Ask the astronauts to lose a few pounds, probably not the best way to solve this problem, and in general will do little, considering the size, volume and weight of the rest of the payload, which includes computers, instruments, sensors and other systems support. Nevertheless miniaturization that is on board, is the key to saving money, because things are getting smaller, and the quality of their work did not suffer. Increase the functionality per unit weight – the goal of every mission and engine miniaturization. ”

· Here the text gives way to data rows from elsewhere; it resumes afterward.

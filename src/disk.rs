// src/disk.rs
//
// DiskBlobStorage: a remote block-blob container presented as a disk of
// files. Paths resolve to blob lists through the metadata store; reads go
// through the gather reader, writes through the block writer, removals
// through the path keeper. Settings are a hot-swappable snapshot.

use futures::future::BoxFuture;
use once_cell::sync::OnceCell;
use std::sync::Arc;
use tracing::{debug, trace, warn};

use crate::blob_store::BlobContainer;
use crate::block_writer::{BlockBlobWriter, FinalizedBlob};
use crate::constants::{BLOB_NAME_SUFFIX_LEN, DEFAULT_READ_BUFFER_SIZE};
use crate::error::DiskError;
use crate::executor::ReadExecutor;
use crate::gather_reader::{GatherReader, PrefetchReader, SequentialBlobReader};
use crate::ids::{AlphanumericIds, IdGenerator};
use crate::metadata::{BlobObjectRef, MetadataHandle, MetadataStore, WriteMode};
use crate::path_keeper::{BlobPathKeeper, PathKeeper, remove_batch};
use crate::probe;
use crate::seek_avoiding::SeekAvoidingReader;
use crate::settings::{DiskConfig, DiskSettings, SettingsHolder};

#[derive(Debug, Clone, Copy, PartialEq, Eq)]
pub enum DiskType {
    BlobStorage,
}

impl DiskType {
    pub fn as_str(&self) -> &'static str {
        match self {
            DiskType::BlobStorage => "blob_storage",
        }
    }
}

impl std::fmt::Display for DiskType {
    fn fmt(&self, f: &mut std::fmt::Formatter<'_>) -> std::fmt::Result {
        f.write_str(self.as_str())
    }
}

#[derive(Debug, Clone, Copy, PartialEq, Eq, Default)]
pub enum ReadMethod {
    /// Blocking reads on the calling thread.
    #[default]
    Read,
    /// Chunk reads prefetched on the shared read pool.
    Threadpool,
}

#[derive(Debug, Clone)]
pub struct ReadOptions {
    pub method: ReadMethod,
    /// Bytes per remote request (sequential) or per prefetched chunk.
    pub buffer_size: usize,
    /// Wrap sequential readers so short forward seeks read through.
    pub avoid_seeks: bool,
}

impl Default for ReadOptions {
    fn default() -> Self {
        Self { method: ReadMethod::Read, buffer_size: DEFAULT_READ_BUFFER_SIZE, avoid_seeks: true }
    }
}

/// Reader returned by [`DiskBlobStorage::open_for_read`].
pub enum BlobFileReader {
    Direct(SequentialBlobReader),
    SeekAvoiding(SeekAvoidingReader<SequentialBlobReader>),
    Threadpool(PrefetchReader),
}

impl BlobFileReader {
    fn gather(&self) -> &GatherReader {
        match self {
            BlobFileReader::Direct(r) => r.gather(),
            BlobFileReader::SeekAvoiding(r) => r.get_ref().gather(),
            BlobFileReader::Threadpool(r) => r.gather(),
        }
    }

    pub fn path(&self) -> &str {
        self.gather().path()
    }

    pub fn total_size(&self) -> u64 {
        self.gather().total_size()
    }

    /// Settings captured when the reader was opened.
    pub fn settings(&self) -> &Arc<DiskSettings> {
        self.gather().settings()
    }
}

/// Write session for one file: a block writer plus the metadata handle that
/// learns about the blob once it is committed.
pub struct BlobFileWriter {
    writer: BlockBlobWriter,
    metadata: Box<dyn MetadataHandle>,
    container: Arc<dyn BlobContainer>,
    recorded: bool,
}

impl BlobFileWriter {
    pub fn path(&self) -> &str {
        self.metadata.path()
    }

    pub fn blob_key(&self) -> &str {
        self.writer.blob_key()
    }

    pub fn bytes_written(&self) -> u64 {
        self.writer.bytes_written()
    }

    pub async fn write(&mut self, data: &[u8]) -> Result<(), DiskError> {
        self.writer.write(data).await
    }

    pub async fn flush(&mut self) -> Result<(), DiskError> {
        self.writer.flush().await
    }

    /// Commit the blob and record it in the file's metadata. Blobs a rewrite
    /// replaced are deleted afterwards. Repeated calls return the same blob
    /// and touch neither the store nor the metadata.
    pub async fn finalize(&mut self) -> Result<FinalizedBlob, DiskError> {
        let blob = self.writer.finalize().await?;
        if self.recorded {
            return Ok(blob);
        }
        let replaced = self
            .metadata
            .commit_blob(BlobObjectRef::new(blob.key.clone(), blob.size))
            .map_err(|e| DiskError::metadata(self.metadata.path(), e))?;
        self.recorded = true;

        if !replaced.is_empty() {
            let keys = replaced.into_iter().map(|b| b.key).collect();
            // The new blob is committed and recorded either way.
            if let Err(e) = remove_batch(self.container.as_ref(), keys).await {
                warn!("rewrite of {} left replaced blobs behind: {}", self.metadata.path(), e);
            }
        }
        Ok(blob)
    }

    pub fn abandon(&mut self) {
        self.writer.abandon();
    }
}

/// How a [`DiskBlobStorage::write_file_with`] session ended.
#[derive(Debug)]
pub enum WriteSessionOutcome {
    Committed(FinalizedBlob),
    Aborted { blob_key: String, error: DiskError },
}

impl WriteSessionOutcome {
    pub fn is_committed(&self) -> bool {
        matches!(self, WriteSessionOutcome::Committed(_))
    }
}

pub struct DiskBlobStorage {
    name: String,
    container: Arc<dyn BlobContainer>,
    metadata: Arc<dyn MetadataStore>,
    settings: SettingsHolder,
    ids: Arc<dyn IdGenerator>,
    executor: OnceCell<Arc<ReadExecutor>>,
}

impl DiskBlobStorage {
    pub fn new(
        name: impl Into<String>,
        container: Arc<dyn BlobContainer>,
        metadata: Arc<dyn MetadataStore>,
        settings: DiskSettings,
    ) -> Result<Self, DiskError> {
        settings.validate()?;
        Ok(Self {
            name: name.into(),
            container,
            metadata,
            settings: SettingsHolder::new(settings),
            ids: Arc::new(AlphanumericIds),
            executor: OnceCell::new(),
        })
    }

    /// Build from configuration; unset values use defaults.
    pub fn from_config(
        name: impl Into<String>,
        container: Arc<dyn BlobContainer>,
        metadata: Arc<dyn MetadataStore>,
        config: &DiskConfig,
    ) -> Result<Self, DiskError> {
        Self::new(name, container, metadata, DiskSettings::from_config(config)?)
    }

    pub fn with_id_generator(mut self, ids: Arc<dyn IdGenerator>) -> Self {
        self.ids = ids;
        self
    }

    pub fn name(&self) -> &str {
        &self.name
    }

    pub fn disk_type(&self) -> DiskType {
        DiskType::BlobStorage
    }

    pub fn is_remote(&self) -> bool {
        true
    }

    pub fn supports_zero_copy_replication(&self) -> bool {
        true
    }

    pub fn container(&self) -> &Arc<dyn BlobContainer> {
        &self.container
    }

    pub fn metadata_store(&self) -> &Arc<dyn MetadataStore> {
        &self.metadata
    }

    /// Current settings snapshot.
    pub fn settings(&self) -> Arc<DiskSettings> {
        self.settings.get()
    }

    /// The shared read pool, created on first threadpool read.
    pub fn read_executor(&self) -> Arc<ReadExecutor> {
        Arc::clone(
            self.executor
                .get_or_init(|| Arc::new(ReadExecutor::new(self.settings.get().thread_pool_size))),
        )
    }

    pub fn exists(&self, path: &str) -> bool {
        self.metadata.exists(path)
    }

    pub fn open_for_read(
        &self,
        path: &str,
        options: &ReadOptions,
    ) -> Result<BlobFileReader, DiskError> {
        let settings = self.settings.get();
        let meta = self.metadata.read_meta(path).map_err(|e| DiskError::metadata(path, e))?;
        trace!("Read from file by path: {}/{}", self.metadata.root_path(), path);

        let reader = Arc::new(GatherReader::new(
            path,
            Arc::clone(&self.container),
            &meta,
            Arc::clone(&settings),
        ));
        Ok(match options.method {
            ReadMethod::Threadpool => {
                let prefetch =
                    PrefetchReader::new(reader, self.read_executor(), options.buffer_size);
                BlobFileReader::Threadpool(prefetch)
            }
            ReadMethod::Read => {
                let direct = SequentialBlobReader::new(reader, options.buffer_size);
                if options.avoid_seeks {
                    let min_seek = settings.min_bytes_for_seek;
                    BlobFileReader::SeekAvoiding(SeekAvoidingReader::new(direct, min_seek))
                } else {
                    BlobFileReader::Direct(direct)
                }
            }
        })
    }

    /// Start writing `path`. The blob gets a fresh key `<path>_<8 random chars>`;
    /// nothing is visible until the returned writer is finalized.
    pub fn open_for_write(
        &self,
        path: &str,
        buf_size: usize,
        mode: WriteMode,
    ) -> Result<BlobFileWriter, DiskError> {
        let settings = self.settings.get();
        let metadata = self
            .metadata
            .read_or_create_meta_for_writing(path, mode)
            .map_err(|e| DiskError::metadata(path, e))?;
        let blob_key = format!("{}_{}", path, self.ids.random_ascii(BLOB_NAME_SUFFIX_LEN));

        trace!(
            "{} to file by path: {}/{}. Blob Storage path: {}",
            if mode == WriteMode::Rewrite { "Write" } else { "Append" },
            self.metadata.root_path(),
            path,
            blob_key
        );

        let writer = BlockBlobWriter::new(
            Arc::clone(&self.container),
            blob_key,
            buf_size,
            settings,
            Arc::clone(&self.ids),
        );
        Ok(BlobFileWriter {
            writer,
            metadata,
            container: Arc::clone(&self.container),
            recorded: false,
        })
    }

    /// Run `body` against a fresh writer for `path`, then finalize once if it
    /// succeeded or abandon otherwise. Only failing to open is an `Err`.
    pub async fn write_file_with<F>(
        &self,
        path: &str,
        buf_size: usize,
        mode: WriteMode,
        body: F,
    ) -> Result<WriteSessionOutcome, DiskError>
    where
        F: for<'w> FnOnce(&'w mut BlobFileWriter) -> BoxFuture<'w, Result<(), DiskError>>,
    {
        let mut writer = self.open_for_write(path, buf_size, mode)?;
        let blob_key = writer.blob_key().to_string();

        if let Err(error) = body(&mut writer).await {
            debug!("write session for {} failed, abandoning {}: {}", path, blob_key, error);
            writer.abandon();
            return Ok(WriteSessionOutcome::Aborted { blob_key, error });
        }
        Ok(match writer.finalize().await {
            Ok(blob) => WriteSessionOutcome::Committed(blob),
            Err(error) => WriteSessionOutcome::Aborted { blob_key, error },
        })
    }

    pub async fn check_unique_id(&self, id: &str) -> Result<bool, DiskError> {
        probe::check_unique_id(self.container.as_ref(), id).await
    }

    pub fn create_path_keeper(&self) -> BlobPathKeeper {
        BlobPathKeeper::new()
    }

    /// Delete every key queued in `keeper`. See [`remove_batch`] for the
    /// stop-at-first-failure behavior.
    pub async fn remove_from_remote(
        &self,
        keeper: &mut dyn PathKeeper,
    ) -> Result<usize, DiskError> {
        let keys = keeper.take_paths();
        remove_batch(self.container.as_ref(), keys).await
    }

    /// Point `to` at the blobs of `from` without copying them.
    pub fn create_hard_link(&self, from: &str, to: &str) -> Result<(), DiskError> {
        self.metadata.create_hard_link(from, to).map_err(|e| DiskError::metadata(to, e))
    }

    pub async fn remove_file(&self, path: &str) -> Result<usize, DiskError> {
        self.remove_files(&[path]).await
    }

    /// Unlink `paths` and delete the blobs nothing references any more.
    /// Returns the number of blobs deleted.
    ///
    /// Every path must exist; otherwise nothing is unlinked. If an unlink
    /// still fails midway, the blobs already orphaned are deleted before the
    /// metadata error is returned.
    pub async fn remove_files<S: AsRef<str>>(&self, paths: &[S]) -> Result<usize, DiskError> {
        let mut names = paths.iter().map(AsRef::<str>::as_ref);
        if let Some(missing) = names.find(|p| !self.metadata.exists(p)) {
            let source = anyhow::anyhow!("no metadata for '{missing}'");
            return Err(DiskError::metadata(missing, source));
        }

        let mut keeper = self.create_path_keeper();
        let mut unlink_error = None;
        for path in paths {
            let path = path.as_ref();
            match self.metadata.unlink(path) {
                Ok(orphaned) => {
                    for blob in orphaned {
                        keeper.add_path(blob.key);
                    }
                }
                Err(e) => {
                    unlink_error = Some(DiskError::metadata(path, e));
                    break;
                }
            }
        }

        let removed = self.remove_from_remote(&mut keeper).await;
        match unlink_error {
            Some(err) => {
                if let Err(e) = removed {
                    warn!("cleanup after failed unlink did not finish: {}", e);
                }
                Err(err)
            }
            None => removed,
        }
    }

    /// Replace the settings snapshot. Running operations keep the one they
    /// started with; an invalid config leaves the current snapshot in place.
    pub fn reload_settings(&self, config: &DiskConfig) -> Result<(), DiskError> {
        let new_settings = DiskSettings::from_config(config)?;
        let pool_size = new_settings.thread_pool_size;
        self.settings.set(new_settings);
        debug!("reloaded settings for disk {}", self.name);

        if let Some(exec) = self.executor.get() {
            exec.set_max_threads(pool_size);
        }
        Ok(())
    }
}

impl std::fmt::Debug for DiskBlobStorage {
    fn fmt(&self, f: &mut std::fmt::Formatter<'_>) -> std::fmt::Result {
        f.debug_struct("DiskBlobStorage")
            .field("name", &self.name)
            .field("container", &self.container.container_name())
            .field("metadata_root", &self.metadata.root_path())
            .field("settings", &self.settings)
            .finish()
    }
}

As you know, wherever NASA has not sent their ships at the other end there is no service centers that could serve them. Each unit should develop its energy, often with the help of the sun, and use it wisely. So, all useful equipment should be ergonomic. If decisions are taken autonomously by the ship, and not in the Mission Control Center in Houston, in the course of the mission powerful computers are needed, but at the same time they must not exceed the size of a laptop. Computers and all electronic components on board must be resistant to radiation, and extreme temperature changes.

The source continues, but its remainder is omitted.